Spiny lobsters differ from true lobsters in having large spiny antennae and lacking pincers on their front legs. Panulirus penicillatus grows to a maximum length of about 40 cm, but a more normal length is 30 cm, with males growing to larger sizes than females. There is a group of four strong spines joined at the base, attached to the plate immediately in front of the carapace to which the antennules are attached. The colour of this spiny lobster is variable, ranging from yellowish-green to rusty-brown or bluish-black. There are small white spots on the carapace and abdomen and a pair of larger white spots near the outer edge of the first abdominal segment. The legs are dark green or red with yellow longitudinal stripes. The antennules are not banded.

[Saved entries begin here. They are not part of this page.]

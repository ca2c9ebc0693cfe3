//! Plugin Configuration
//!
//! Options are provided by the host's plugin configuration surface. Only the
//! publish-date descriptor is required; every other option has a default.
//!
//! # Examples
//!
//! ```rust
//! use scheduled_publishing::config::{DateSource, PublishOptions};
//!
//! // Field-path descriptor with defaults (UTC, %Y-%m-%d, no delay)
//! let options = PublishOptions::new(DateSource::field_path("frontmatter.date"));
//!
//! // Extractor descriptor with a custom group and timezone
//! let options = PublishOptions::new(DateSource::extractor(|node| {
//!     node.property_at_path("meta.publishAt").cloned()
//! }))
//! .with_group("newsletter")
//! .with_timezone("America/New_York");
//! ```

use crate::models::Node;
use serde_json::Value;
use std::fmt;
use std::sync::Arc;

/// Group label applied when no `group` option is configured
pub const DEFAULT_GROUP_NAME: &str = "UNGROUPED";

/// Date format applied when no `date_format` option is configured
/// (chrono strftime syntax, calendar date)
pub const DEFAULT_DATE_FORMAT: &str = "%Y-%m-%d";

/// Timezone applied when no `timezone` option is configured
pub const DEFAULT_TIMEZONE: &str = "UTC";

/// Delay threshold (24 hours) at which a warning is reported
pub const DELAY_WARNING_THRESHOLD_MINUTES: i64 = 60 * 24;

/// Extractor function pulling a raw date value out of a node
pub type DateExtractor = Arc<dyn Fn(&Node) -> Option<Value> + Send + Sync>;

/// How to obtain the raw publish-date value from a node.
///
/// Resolved via an explicit match: a field path is looked up inside the
/// node's `properties`, an extractor is invoked with the node. A value that
/// is neither is unrepresentable, so a descriptor can never be "invoked" by
/// accident.
#[derive(Clone)]
pub enum DateSource {
    /// Dot-separated path into the node's `properties` object
    FieldPath(String),
    /// Function computing the raw value from the node
    Extractor(DateExtractor),
}

impl DateSource {
    /// Descriptor reading a dot-separated property path
    pub fn field_path(path: impl Into<String>) -> Self {
        Self::FieldPath(path.into())
    }

    /// Descriptor invoking a function with the node
    pub fn extractor<F>(f: F) -> Self
    where
        F: Fn(&Node) -> Option<Value> + Send + Sync + 'static,
    {
        Self::Extractor(Arc::new(f))
    }
}

impl fmt::Debug for DateSource {
    fn fmt(&self, f: &mut fmt::Formatter<'_>) -> fmt::Result {
        match self {
            Self::FieldPath(path) => f.debug_tuple("FieldPath").field(path).finish(),
            Self::Extractor(_) => f.debug_tuple("Extractor").field(&"<fn>").finish(),
        }
    }
}

/// Plugin options as supplied by the host configuration.
///
/// `publish_date` is required; classification reports a fatal configuration
/// error when it is absent. All other options fall back to crate defaults,
/// exposed through the accessor methods.
#[derive(Debug, Clone, Default)]
pub struct PublishOptions {
    /// Where to find the raw publish date on each node (required)
    pub publish_date: Option<DateSource>,

    /// Logical group label attached to classified nodes
    pub group: Option<String>,

    /// Date format pattern (chrono strftime syntax)
    pub date_format: Option<String>,

    /// IANA timezone name the raw date is interpreted in
    pub timezone: Option<String>,

    /// Minutes added to the parsed instant; >= 1440 triggers a warning
    pub delay_in_minutes: Option<i64>,
}

impl PublishOptions {
    /// Options with the given descriptor and all defaults
    pub fn new(publish_date: DateSource) -> Self {
        Self {
            publish_date: Some(publish_date),
            ..Self::default()
        }
    }

    pub fn with_group(mut self, group: impl Into<String>) -> Self {
        self.group = Some(group.into());
        self
    }

    pub fn with_date_format(mut self, date_format: impl Into<String>) -> Self {
        self.date_format = Some(date_format.into());
        self
    }

    pub fn with_timezone(mut self, timezone: impl Into<String>) -> Self {
        self.timezone = Some(timezone.into());
        self
    }

    pub fn with_delay_in_minutes(mut self, delay_in_minutes: i64) -> Self {
        self.delay_in_minutes = Some(delay_in_minutes);
        self
    }

    /// Effective group label
    pub fn publish_group(&self) -> &str {
        self.group.as_deref().unwrap_or(DEFAULT_GROUP_NAME)
    }

    /// Effective date format pattern
    pub fn effective_date_format(&self) -> &str {
        self.date_format.as_deref().unwrap_or(DEFAULT_DATE_FORMAT)
    }

    /// Effective timezone name
    pub fn effective_timezone(&self) -> &str {
        self.timezone.as_deref().unwrap_or(DEFAULT_TIMEZONE)
    }

    /// Effective delay in minutes
    pub fn effective_delay_in_minutes(&self) -> i64 {
        self.delay_in_minutes.unwrap_or(0)
    }
}

#[cfg(test)]
mod tests {
    use super::*;

    #[test]
    fn test_defaults() {
        let options = PublishOptions::new(DateSource::field_path("date"));

        assert_eq!(options.publish_group(), DEFAULT_GROUP_NAME);
        assert_eq!(options.effective_date_format(), "%Y-%m-%d");
        assert_eq!(options.effective_timezone(), "UTC");
        assert_eq!(options.effective_delay_in_minutes(), 0);
    }

    #[test]
    fn test_configured_values_override_defaults() {
        let options = PublishOptions::new(DateSource::field_path("date"))
            .with_group("newsletter")
            .with_date_format("%Y-%d-%m")
            .with_timezone("America/New_York")
            .with_delay_in_minutes(345);

        assert_eq!(options.publish_group(), "newsletter");
        assert_eq!(options.effective_date_format(), "%Y-%d-%m");
        assert_eq!(options.effective_timezone(), "America/New_York");
        assert_eq!(options.effective_delay_in_minutes(), 345);
    }

    #[test]
    fn test_missing_descriptor_is_representable() {
        let options = PublishOptions::default();
        assert!(options.publish_date.is_none());
    }
}
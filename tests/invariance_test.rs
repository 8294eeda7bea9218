//! Randomized invariance checks for the barcode readers
//!
//! Barcodes are generated with a seeded RNG, rendered to text, then
//! decorated with comments and blank lines.

use rand::rngs::StdRng;
use rand::{Rng, SeedableRng};

use tda_barcode_io::{parse_gudhi_str, parse_standard_str, ReadOptions};

const TRIALS: usize = 50;

fn random_pairs(rng: &mut StdRng, n: usize) -> Vec<(f64, f64)> {
    (0..n)
        .map(|_| (rng.gen_range(-10.0..10.0), rng.gen_range(-10.0..10.0)))
        .collect()
}

/// Randomly interleave comment and blank lines between records
fn decorate(rng: &mut StdRng, records: &[String]) -> String {
    let mut out = String::new();
    for record in records {
        for _ in 0..rng.gen_range(0..3) {
            match rng.gen_range(0..3) {
                0 => out.push('\n'),
                1 => out.push_str("# 1 2 3 inf\n"),
                _ => out.push_str("   \t\n"),
            }
        }
        out.push_str(record);
        out.push('\n');
    }
    out
}

fn sorted(pair: (f64, f64)) -> (f64, f64) {
    if pair.0 > pair.1 { (pair.1, pair.0) } else { pair }
}

#[test]
fn test_standard_comment_and_blank_invariance() {
    let mut rng = StdRng::seed_from_u64(7);
    let options = ReadOptions::default();

    for _ in 0..TRIALS {
        let n = rng.gen_range(0..20);
        let pairs = random_pairs(&mut rng, n);
        let records: Vec<String> = pairs.iter().map(|(a, b)| format!("{} {}", a, b)).collect();

        let plain = parse_standard_str(&(records.join("\n") + "\n"), &options).unwrap();
        let noisy = parse_standard_str(&decorate(&mut rng, &records), &options).unwrap();

        assert_eq!(plain, noisy);
        assert_eq!(plain.len(), n);

        let expected: Vec<_> = pairs.iter().copied().map(sorted).collect();
        assert_eq!(plain.pairs(), expected);
        assert!(plain.iter().all(|i| i.birth <= i.death));
    }
}

#[test]
fn test_gudhi_dimension_filter_matches_model() {
    let mut rng = StdRng::seed_from_u64(11);
    let options = ReadOptions::default();

    for _ in 0..TRIALS {
        let n = rng.gen_range(0..30);
        let mut records = Vec::with_capacity(n);
        let mut classes = Vec::with_capacity(n);

        for _ in 0..n {
            let dim = rng.gen_range(0..3usize);
            let birth: f64 = rng.gen_range(0.0..5.0);
            let infinite = rng.gen_bool(0.2);
            let death: f64 = rng.gen_range(0.0..5.0);

            if infinite {
                records.push(format!("2 {} {} inf", dim, birth));
            } else {
                records.push(format!("2 {} {} {}", dim, birth, death));
                classes.push((dim, sorted((birth, death))));
            }
        }

        let text = decorate(&mut rng, &records);
        for d in 0..3 {
            let barcode = parse_gudhi_str(&text, d, &options).unwrap();
            let expected: Vec<_> = classes.iter()
                .filter(|(dim, _)| *dim == d)
                .map(|(_, pair)| *pair)
                .collect();
            assert_eq!(barcode.pairs(), expected);
        }
    }
}

#[test]
fn test_parsing_is_idempotent() {
    let mut rng = StdRng::seed_from_u64(23);
    let pairs = random_pairs(&mut rng, 40);
    let records: Vec<String> = pairs.iter().map(|(a, b)| format!("{} {}", a, b)).collect();
    let text = decorate(&mut rng, &records);

    for options in [ReadOptions::strict(), ReadOptions::lenient()] {
        let first = parse_standard_str(&text, &options).unwrap();
        let second = parse_standard_str(&text, &options).unwrap();
        assert_eq!(first, second);
    }
}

==Distribution and habitat==
Panulirus penicillatus occurs in the tropical and subtropical Indian and Pacific Oceans. Its range extends from the eastern coast of Africa and the Red Sea to Thailand, Japan, Australia, the Pacific archipelagos, the Galapagos Islands and islands off the coast of Mexico. It is found in shallow water, usually at depths of less than 4 m on rocky surfaces, on the outer slopes of reefs and in water channels, where it hides in crevices during the daytime and emerges at night.

==Status==
While P. penicillatus is heavily exploited for food throughout its wide range, this does not seem to have had a large impact on total populations, although some local populations may be declining. The age of maturity has not been studied, but closely related species become mature at three to four years of age. The longevity is probably at least ten years and the female fecundity is several hundred thousand eggs. For these reasons, the International Union for Conservation of Nature has assessed the conservation status of this spiny lobster as being of "least concern".